A THREE-PART STORYThree sweeping changes transformed the city. These three things, occurring simultaneously and interacting, dramatically reshaped the metropolis of Detroit and other metropolises like it. First was deindustrialization, the flight of jobs away from the city, something that began unnoticed and unheralded in the 1950s.
Next was persistent racial discrimination in labor markets. Racial discrimination remained a very persistent problem despite decades of civil rights activism and some improvement in attitudes and beliefs.
Finally was intense residential segregation, a division of the metropolitan area into two metropolitan areas: one black and one white.
Any one of these forces would have been devastating, but the fact that all three of them occurred simultaneously and interacted with each other proved to have devastating consequences.
WORKPLACE DISCRIMINATIONWorld War II was a great moment of opportunity for working-class Detroiters, black and white alike. The city was a magnet for workers coming from other parts of the country. African-Americans had been pretty much closed out of the industries that provided skilled jobs, but that pretty much ended during World War II.
Only 3 percent of auto workers in Detroit were black in 1940. By 1945, 15 percent of the city's auto workers were African American. Detroit, then, became a magnet for black migrants who heard about these great opportunities. But the reality for black workers, even in this window of opportunities, was a great deal more complicated and harsher and more frustrating than those statistics would lead us to believe.
One of the supreme ironies of post-war Detroit is that, just as discrimination was under siege, just as blacks found a small window of opportunity in the city's labor market, that job base began to fall away.
First, beginning in the late '40, and especially in the 1950s, began a process that has continued right up to the present. Jobs began to move out of places like Detroit to low-wage regions in other parts of the United States and the world. Companies in Detroit began picking up and moving their production to rural Indiana and Ohio, increasingly to the South and, by the 1970s and beyond, increasingly to the Third World -- places where wages and other standards were lower than they were in Detroit.
At the same time, industry in Detroit was changing from within. There was introduction of automation, of new, labor-saving technology within the factories. The consequence was a dramatic decline in the number of manufacturing jobs, solid, blue-collar jobs, the jobs that made Detroit the city that it was.

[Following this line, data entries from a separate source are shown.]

//! Vertex and index buffer codec
//!
//! Each vertex is a record of `vertex_stride` bytes holding the stream's
//! components back to back. Reading always advances exactly one stride per
//! vertex, so padding after the last component is skipped.

use crate::mesh::component::{Component, ComponentFormat, ComponentKind, ComponentValue};
use crate::mesh::error::{MeshError, MeshResult};
use crate::mesh::normals::{NormalCodec, normalize};
use crate::mesh::raw::{PackedVector, RawMesh, VertexLayout};
use crate::mesh::stream_info::StreamInfo;
use crate::stream::{ByteStream, StreamResult};
use tracing::warn;

/// Decode `count` vertices laid out as `stream` describes
pub fn decode_vertices(
    stream: &StreamInfo,
    buffer: &[u8],
    count: usize,
    normals: Option<&dyn NormalCodec>,
) -> MeshResult<RawMesh> {
    stream.validate_stride()?;
    let mut mesh = RawMesh::new(0);
    mesh.init_vertices(count, &VertexLayout::from_components(&stream.components));
    transfer_vertices(&mut ByteStream::reader(buffer), stream, &mut mesh, normals)?;
    Ok(mesh)
}

/// Encode every vertex of `mesh` laid out as `stream` describes
pub fn encode_vertices(
    stream: &StreamInfo,
    mesh: &RawMesh,
    normals: Option<&dyn NormalCodec>,
) -> MeshResult<Vec<u8>> {
    stream.validate_stride()?;
    let mut mesh = mesh.clone();
    let mut s = ByteStream::writer();
    transfer_vertices(&mut s, stream, &mut mesh, normals)?;
    Ok(s.into_inner())
}

pub(crate) fn transfer_vertices(
    s: &mut ByteStream,
    stream: &StreamInfo,
    mesh: &mut RawMesh,
    normals: Option<&dyn NormalCodec>,
) -> MeshResult<()> {
    let stride = stream.vertex_stride as usize;
    let mut warned = false;
    for vertex in 0..mesh.vertex_count() {
        let start = s.position();
        for component in &stream.components {
            transfer_component(s, component, mesh, vertex, normals, &mut warned)?;
        }
        let written = s.position() - start;
        if s.is_writing() && written < stride {
            pad(s, stride - written)?;
        }
        s.seek(start + stride);
    }
    Ok(())
}

fn transfer_component(
    s: &mut ByteStream,
    component: &Component,
    mesh: &mut RawMesh,
    vertex: usize,
    normals: Option<&dyn NormalCodec>,
    warned: &mut bool,
) -> MeshResult<()> {
    let format = component.format;
    let set = component.index as usize;
    match component.kind {
        ComponentKind::Position => {
            let Some(slot) = mesh.positions.get_mut(vertex) else {
                return Ok(pad(s, format.size())?);
            };
            let [x, y, z, _] = format
                .transfer(s, ComponentValue::Float([slot[0], slot[1], slot[2], 0.0]))?
                .to_floats();
            *slot = [x, y, z];
        }
        ComponentKind::Normal => {
            packed_vector(s, format, mesh.normals.get_mut(vertex), normals, true)?;
        }
        ComponentKind::Tangent => {
            packed_vector(s, format, mesh.tangents.get_mut(vertex), normals, false)?;
        }
        ComponentKind::Bitangent => {
            packed_vector(s, format, mesh.bitangents.get_mut(vertex), normals, false)?;
        }
        ComponentKind::Uv => {
            let Some(slot) = mesh.uvs.get_mut(set).and_then(|uvs| uvs.get_mut(vertex)) else {
                return Ok(pad(s, format.size())?);
            };
            let [u, v, _, _] = format
                .transfer(s, ComponentValue::Float([slot[0], slot[1], 0.0, 0.0]))?
                .to_floats();
            *slot = [u, v];
        }
        ComponentKind::Color => {
            let Some(slot) = mesh.colors.get_mut(vertex) else {
                return Ok(pad(s, format.size())?);
            };
            *slot = format.transfer(s, ComponentValue::Float(*slot))?.to_floats();
        }
        ComponentKind::BoneIndex => {
            let Some(slot) = mesh
                .bone_indices
                .get_mut(set)
                .and_then(|sets| sets.get_mut(vertex))
            else {
                return Ok(pad(s, format.size())?);
            };
            *slot = format.transfer(s, ComponentValue::UInt(*slot))?.to_uints();
        }
        ComponentKind::BoneWeight => {
            if set > 0 {
                if !*warned {
                    warn!("Mesh {}: skipping bone weight set {set}", mesh.mesh_info_index);
                    *warned = true;
                }
                return Ok(pad(s, format.size())?);
            }
            let Some(slot) = mesh.weights.get_mut(vertex) else {
                return Ok(pad(s, format.size())?);
            };
            *slot = format.transfer(s, ComponentValue::Float(*slot))?.to_floats();
        }
        ComponentKind::Other(_) => pad(s, format.size())?,
    }
    Ok(())
}

fn packed_vector(
    s: &mut ByteStream,
    format: ComponentFormat,
    slot: Option<&mut PackedVector>,
    codec: Option<&dyn NormalCodec>,
    normalize_on_read: bool,
) -> MeshResult<()> {
    let Some(slot) = slot else {
        return Ok(pad(s, format.size())?);
    };

    let value = match (format, *slot) {
        (ComponentFormat::PackedNormal, PackedVector::Packed(packed)) => {
            ComponentValue::Packed(packed)
        }
        (ComponentFormat::PackedNormal, PackedVector::Vector(v)) => {
            let codec = codec.ok_or(MeshError::NormalCodecRequired)?;
            ComponentValue::Packed(codec.quantize(v))
        }
        (_, PackedVector::Vector([x, y, z])) => ComponentValue::Float([x, y, z, 0.0]),
        (_, PackedVector::Packed(packed)) if s.is_writing() => {
            let [x, y, z] = codec
                .and_then(|c| c.dequantize(packed))
                .ok_or(MeshError::NormalCodecRequired)?;
            ComponentValue::Float([x, y, z, 0.0])
        }
        (_, PackedVector::Packed(_)) => ComponentValue::Float([0.0; 4]),
    };

    let out = format.transfer(s, value)?;
    if s.is_reading() {
        *slot = match out {
            ComponentValue::Packed(packed) => PackedVector::Packed(packed),
            other => {
                let [x, y, z, _] = other.to_floats();
                if normalize_on_read {
                    PackedVector::Vector(normalize([x, y, z]))
                } else {
                    PackedVector::Vector([x, y, z])
                }
            }
        };
    }
    Ok(())
}

/// Skip `len` bytes when reading, write zeros when writing
fn pad(s: &mut ByteStream, len: usize) -> StreamResult<()> {
    if s.is_reading() {
        s.skip(len);
    } else {
        s.bytes(&vec![0; len], len)?;
    }
    Ok(())
}

/// Transfer a run of index values of `width` bytes each
pub(crate) fn transfer_indices(
    s: &mut ByteStream,
    width: usize,
    values: &mut [u32],
) -> StreamResult<()> {
    for value in values {
        *value = if width == 4 {
            s.u32(*value)?
        } else {
            u32::from(s.u16(*value as u16)?)
        };
    }
    Ok(())
}

#[cfg(test)]
#[allow(clippy::expect_used, clippy::unwrap_used)]
mod tests {
    use super::*;
    use pretty_assertions::assert_eq;

    fn stream(components: Vec<Component>, stride: u32) -> StreamInfo {
        StreamInfo {
            components,
            vertex_stride: stride,
            ..StreamInfo::default()
        }
    }

    #[test]
    fn test_stride_padding_is_skipped() {
        let info = stream(
            vec![Component::new(ComponentKind::Position, ComponentFormat::Vec3Float, 0)],
            16,
        );
        let mut buffer = Vec::new();
        for v in [[1.0f32, 2.0, 3.0], [4.0, 5.0, 6.0]] {
            for c in v {
                buffer.extend_from_slice(&c.to_le_bytes());
            }
            buffer.extend_from_slice(&[0xEE; 4]);
        }

        let mesh = decode_vertices(&info, &buffer, 2, None).unwrap();
        assert_eq!(mesh.positions, vec![[1.0, 2.0, 3.0], [4.0, 5.0, 6.0]]);

        let encoded = encode_vertices(&info, &mesh, None).unwrap();
        assert_eq!(encoded.len(), 32);
        assert_eq!(&encoded[12..16], &[0; 4]);
    }

    #[test]
    fn test_float_normals_are_normalized() {
        let info = stream(
            vec![Component::new(ComponentKind::Normal, ComponentFormat::Vec3Float, 0)],
            12,
        );
        let mut buffer = Vec::new();
        for c in [0.0f32, 0.0, 2.0] {
            buffer.extend_from_slice(&c.to_le_bytes());
        }
        let mesh = decode_vertices(&info, &buffer, 1, None).unwrap();
        assert_eq!(mesh.normals, vec![PackedVector::Vector([0.0, 0.0, 1.0])]);
    }

    #[test]
    fn test_vector_normal_needs_codec_for_packed_format() {
        let info = stream(
            vec![Component::new(ComponentKind::Normal, ComponentFormat::PackedNormal, 0)],
            4,
        );
        let mut mesh = RawMesh::new(0);
        mesh.positions = vec![[0.0; 3]];
        mesh.normals = vec![PackedVector::Vector([0.0, 1.0, 0.0])];
        assert_eq!(
            encode_vertices(&info, &mesh, None),
            Err(MeshError::NormalCodecRequired)
        );

        mesh.normals = vec![PackedVector::Packed(0x1234_5678)];
        assert_eq!(
            encode_vertices(&info, &mesh, None).unwrap(),
            0x1234_5678u32.to_le_bytes().to_vec()
        );
    }

    #[test]
    fn test_extra_weight_sets_are_skipped() {
        let info = stream(
            vec![
                Component::new(ComponentKind::BoneWeight, ComponentFormat::Vec4Half, 0),
                Component::new(ComponentKind::BoneWeight, ComponentFormat::Vec4Half, 1),
            ],
            16,
        );
        let mut buffer = vec![0u8; 16];
        buffer[0..2].copy_from_slice(&0x3C00u16.to_le_bytes());
        buffer[8..10].copy_from_slice(&0x3C00u16.to_le_bytes());
        let mesh = decode_vertices(&info, &buffer, 1, None).unwrap();
        assert_eq!(mesh.weights, vec![[1.0, 0.0, 0.0, 0.0]]);
    }

    #[test]
    fn test_index_widths() {
        let mut s = ByteStream::writer();
        transfer_indices(&mut s, 2, &mut [1, 2, 0xFFFF]).unwrap();
        transfer_indices(&mut s, 4, &mut [0x1_0000]).unwrap();
        assert_eq!(s.len(), 10);

        let mut r = ByteStream::reader(s.into_inner());
        let mut short = [0; 3];
        let mut long = [0; 1];
        transfer_indices(&mut r, 2, &mut short).unwrap();
        transfer_indices(&mut r, 4, &mut long).unwrap();
        assert_eq!(short, [1, 2, 0xFFFF]);
        assert_eq!(long, [0x1_0000]);
    }
}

Between 1947 and 1963, a period of unprecedented national economic prosperity, Detroit lost 134,000 manufacturing jobs. This is not the '70s. This is not when there is any competition from Germany and Japan and Korea for automobiles. These are jobs that were picking up and moving to other parts of the country, or these were jobs that were being replaced by machines.

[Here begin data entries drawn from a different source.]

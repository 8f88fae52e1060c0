//! Mode-symmetric little-endian byte cursor
//!
//! [`ByteStream`] wraps a growable buffer and a position. It is opened either
//! for reading or for writing, and every accessor takes the current value of
//! a field and returns the field's value after the call:
//!
//! - in read mode the argument is ignored and the decoded value is returned
//! - in write mode the argument is encoded and returned unchanged
//!
//! This lets one routine describe a structure's layout for both directions:
//!
//! ```
//! use stingray_formats::stream::{ByteStream, StreamResult};
//!
//! struct Section {
//!     vertex_offset: u32,
//!     num_vertices: u32,
//! }
//!
//! impl Section {
//!     fn serialize(&mut self, s: &mut ByteStream) -> StreamResult<()> {
//!         self.vertex_offset = s.u32(self.vertex_offset)?;
//!         self.num_vertices = s.u32(self.num_vertices)?;
//!         Ok(())
//!     }
//! }
//!
//! let mut section = Section { vertex_offset: 16, num_vertices: 3 };
//! let mut writer = ByteStream::writer();
//! section.serialize(&mut writer)?;
//!
//! let mut reader = ByteStream::reader(writer.into_inner());
//! let mut decoded = Section { vertex_offset: 0, num_vertices: 0 };
//! decoded.serialize(&mut reader)?;
//! assert_eq!(decoded.num_vertices, 3);
//! # Ok::<(), stingray_formats::stream::StreamError>(())
//! ```
//!
//! Seeking is absolute. Reading past the end fails with
//! [`StreamError::BufferUnderrun`]; writing past the end grows the buffer and
//! zero-fills any gap.

mod error;
/// IEEE half-precision conversion
pub mod half;

pub use error::{StreamError, StreamResult};

/// Direction a [`ByteStream`] was opened in
#[derive(Debug, Clone, Copy, PartialEq, Eq)]
pub enum StreamMode {
    /// Accessors decode from the buffer
    Read,
    /// Accessors encode into the buffer
    Write,
}

/// Growable byte buffer with a cursor
#[derive(Debug, Clone)]
pub struct ByteStream {
    data: Vec<u8>,
    position: usize,
    mode: StreamMode,
}

impl ByteStream {
    /// Open a buffer for reading
    pub fn reader(data: impl Into<Vec<u8>>) -> Self {
        Self {
            data: data.into(),
            position: 0,
            mode: StreamMode::Read,
        }
    }

    /// Open an empty buffer for writing
    pub fn writer() -> Self {
        Self {
            data: Vec::new(),
            position: 0,
            mode: StreamMode::Write,
        }
    }

    /// Current mode
    pub fn mode(&self) -> StreamMode {
        self.mode
    }

    /// Whether accessors decode
    pub fn is_reading(&self) -> bool {
        self.mode == StreamMode::Read
    }

    /// Whether accessors encode
    pub fn is_writing(&self) -> bool {
        self.mode == StreamMode::Write
    }

    /// Current position
    pub fn position(&self) -> usize {
        self.position
    }

    /// Buffer length
    pub fn len(&self) -> usize {
        self.data.len()
    }

    /// Whether the buffer holds no bytes
    pub fn is_empty(&self) -> bool {
        self.data.is_empty()
    }

    /// Move to an absolute position
    pub fn seek(&mut self, position: usize) {
        self.position = position;
    }

    /// Advance the position by `count` bytes without touching the buffer
    pub fn skip(&mut self, count: usize) {
        self.position += count;
    }

    /// Round the position up to a multiple of `alignment`
    ///
    /// In write mode the skipped range is zero-filled.
    pub fn align(&mut self, alignment: usize) {
        let aligned = align_up(self.position, alignment);
        if self.is_writing() && aligned > self.data.len() {
            self.data.resize(aligned, 0);
        }
        self.position = aligned;
    }

    /// Borrow the whole buffer
    pub fn as_slice(&self) -> &[u8] {
        &self.data
    }

    /// Take the buffer
    pub fn into_inner(self) -> Vec<u8> {
        self.data
    }

    fn take<const N: usize>(&mut self) -> StreamResult<[u8; N]> {
        let end = self.position.checked_add(N).filter(|&end| end <= self.data.len());
        let Some(end) = end else {
            return Err(StreamError::BufferUnderrun {
                offset: self.position,
                needed: N,
                available: self.data.len().saturating_sub(self.position),
            });
        };
        let mut out = [0u8; N];
        out.copy_from_slice(&self.data[self.position..end]);
        self.position = end;
        Ok(out)
    }

    fn put(&mut self, bytes: &[u8]) {
        let end = self.position + bytes.len();
        if end > self.data.len() {
            self.data.resize(end, 0);
        }
        self.data[self.position..end].copy_from_slice(bytes);
        self.position = end;
    }

    /// Transfer a raw byte run of `len` bytes
    ///
    /// In write mode `value` must be exactly `len` bytes long.
    pub fn bytes(&mut self, value: &[u8], len: usize) -> StreamResult<Vec<u8>> {
        match self.mode {
            StreamMode::Read => {
                let end = self
                    .position
                    .checked_add(len)
                    .filter(|&end| end <= self.data.len())
                    .ok_or(StreamError::BufferUnderrun {
                        offset: self.position,
                        needed: len,
                        available: self.data.len().saturating_sub(self.position),
                    })?;
                let out = self.data[self.position..end].to_vec();
                self.position = end;
                Ok(out)
            }
            StreamMode::Write => {
                if value.len() != len {
                    return Err(StreamError::LengthMismatch {
                        expected: len,
                        actual: value.len(),
                    });
                }
                self.put(value);
                Ok(value.to_vec())
            }
        }
    }

    /// Transfer a fixed-size byte array
    pub fn array<const N: usize>(&mut self, value: [u8; N]) -> StreamResult<[u8; N]> {
        match self.mode {
            StreamMode::Read => self.take::<N>(),
            StreamMode::Write => {
                self.put(&value);
                Ok(value)
            }
        }
    }

    /// Transfer a `u8`
    pub fn u8(&mut self, value: u8) -> StreamResult<u8> {
        Ok(self.array([value])?[0])
    }

    /// Transfer a little-endian `u16`
    pub fn u16(&mut self, value: u16) -> StreamResult<u16> {
        self.array(value.to_le_bytes()).map(u16::from_le_bytes)
    }

    /// Transfer a little-endian `u32`
    pub fn u32(&mut self, value: u32) -> StreamResult<u32> {
        self.array(value.to_le_bytes()).map(u32::from_le_bytes)
    }

    /// Transfer a little-endian `i32`
    pub fn i32(&mut self, value: i32) -> StreamResult<i32> {
        self.array(value.to_le_bytes()).map(i32::from_le_bytes)
    }

    /// Transfer a little-endian `u64`
    pub fn u64(&mut self, value: u64) -> StreamResult<u64> {
        self.array(value.to_le_bytes()).map(u64::from_le_bytes)
    }

    /// Transfer a little-endian `f32`
    pub fn f32(&mut self, value: f32) -> StreamResult<f32> {
        self.array(value.to_le_bytes()).map(f32::from_le_bytes)
    }

    /// Transfer a half-precision float
    pub fn f16(&mut self, value: f32) -> StreamResult<f32> {
        let bits = self.u16(half::f32_to_f16(value))?;
        Ok(match self.mode {
            StreamMode::Read => half::f16_to_f32(bits),
            StreamMode::Write => value,
        })
    }

    /// Transfer two `f32`
    pub fn vec2_f32(&mut self, value: [f32; 2]) -> StreamResult<[f32; 2]> {
        Ok([self.f32(value[0])?, self.f32(value[1])?])
    }

    /// Transfer three `f32`
    pub fn vec3_f32(&mut self, value: [f32; 3]) -> StreamResult<[f32; 3]> {
        Ok([self.f32(value[0])?, self.f32(value[1])?, self.f32(value[2])?])
    }

    /// Transfer four `f32`
    pub fn vec4_f32(&mut self, value: [f32; 4]) -> StreamResult<[f32; 4]> {
        Ok([
            self.f32(value[0])?,
            self.f32(value[1])?,
            self.f32(value[2])?,
            self.f32(value[3])?,
        ])
    }

    /// Transfer two half floats
    pub fn vec2_half(&mut self, value: [f32; 2]) -> StreamResult<[f32; 2]> {
        Ok([self.f16(value[0])?, self.f16(value[1])?])
    }

    /// Transfer four half floats
    pub fn vec4_half(&mut self, value: [f32; 4]) -> StreamResult<[f32; 4]> {
        Ok([
            self.f16(value[0])?,
            self.f16(value[1])?,
            self.f16(value[2])?,
            self.f16(value[3])?,
        ])
    }

    /// Transfer four unsigned bytes
    pub fn vec4_u8(&mut self, value: [u8; 4]) -> StreamResult<[u8; 4]> {
        self.array(value)
    }

    /// Transfer four little-endian `u32`
    pub fn vec4_u32(&mut self, value: [u32; 4]) -> StreamResult<[u32; 4]> {
        Ok([
            self.u32(value[0])?,
            self.u32(value[1])?,
            self.u32(value[2])?,
            self.u32(value[3])?,
        ])
    }

    /// Transfer a packed unsigned 10-10-10-2 vector
    ///
    /// Each lane is normalized to `[0, 1]`. In write mode inputs are clamped
    /// and rounded to the nearest step.
    pub fn packed_1010102(&mut self, value: [f32; 4]) -> StreamResult<[f32; 4]> {
        let packed = self.u32(pack_1010102(value))?;
        Ok(match self.mode {
            StreamMode::Read => unpack_1010102(packed),
            StreamMode::Write => value,
        })
    }
}

/// Round `value` up to a multiple of `alignment`
pub const fn align_up(value: usize, alignment: usize) -> usize {
    if alignment <= 1 {
        return value;
    }
    value.div_ceil(alignment) * alignment
}

fn quantize(value: f32, max: u32) -> u32 {
    (value.clamp(0.0, 1.0) * max as f32).round() as u32
}

/// Pack a normalized vector into 10-10-10-2 bits
pub fn pack_1010102(value: [f32; 4]) -> u32 {
    quantize(value[0], 0x3ff)
        | (quantize(value[1], 0x3ff) << 10)
        | (quantize(value[2], 0x3ff) << 20)
        | (quantize(value[3], 0x3) << 30)
}

/// Unpack 10-10-10-2 bits into a normalized vector
pub fn unpack_1010102(packed: u32) -> [f32; 4] {
    [
        (packed & 0x3ff) as f32 / 1023.0,
        ((packed >> 10) & 0x3ff) as f32 / 1023.0,
        ((packed >> 20) & 0x3ff) as f32 / 1023.0,
        (packed >> 30) as f32 / 3.0,
    ]
}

Workers who had come to Detroit during World War II, seeking opportunities, found their choices seriously constrained. The workers who suffered the worst were African Americans, and they suffered because of seniority. African Americans, because they didn't get their foot into the door until the 1940s, were the first to be fired. So, when companies began moving out of Detroit, the burden was borne disproportionately by black Detroiters.
So, in the midst of the 1950s, 15.9 percent of blacks were unemployed, but only 6 percent of whites were unemployed, so we're talking about black unemployment two and a half times the rate of white unemployment.
The third and, indeed, probably the most pernicious force was residential discrimination by race. The city was divided into districts by race, divided by invisible lines.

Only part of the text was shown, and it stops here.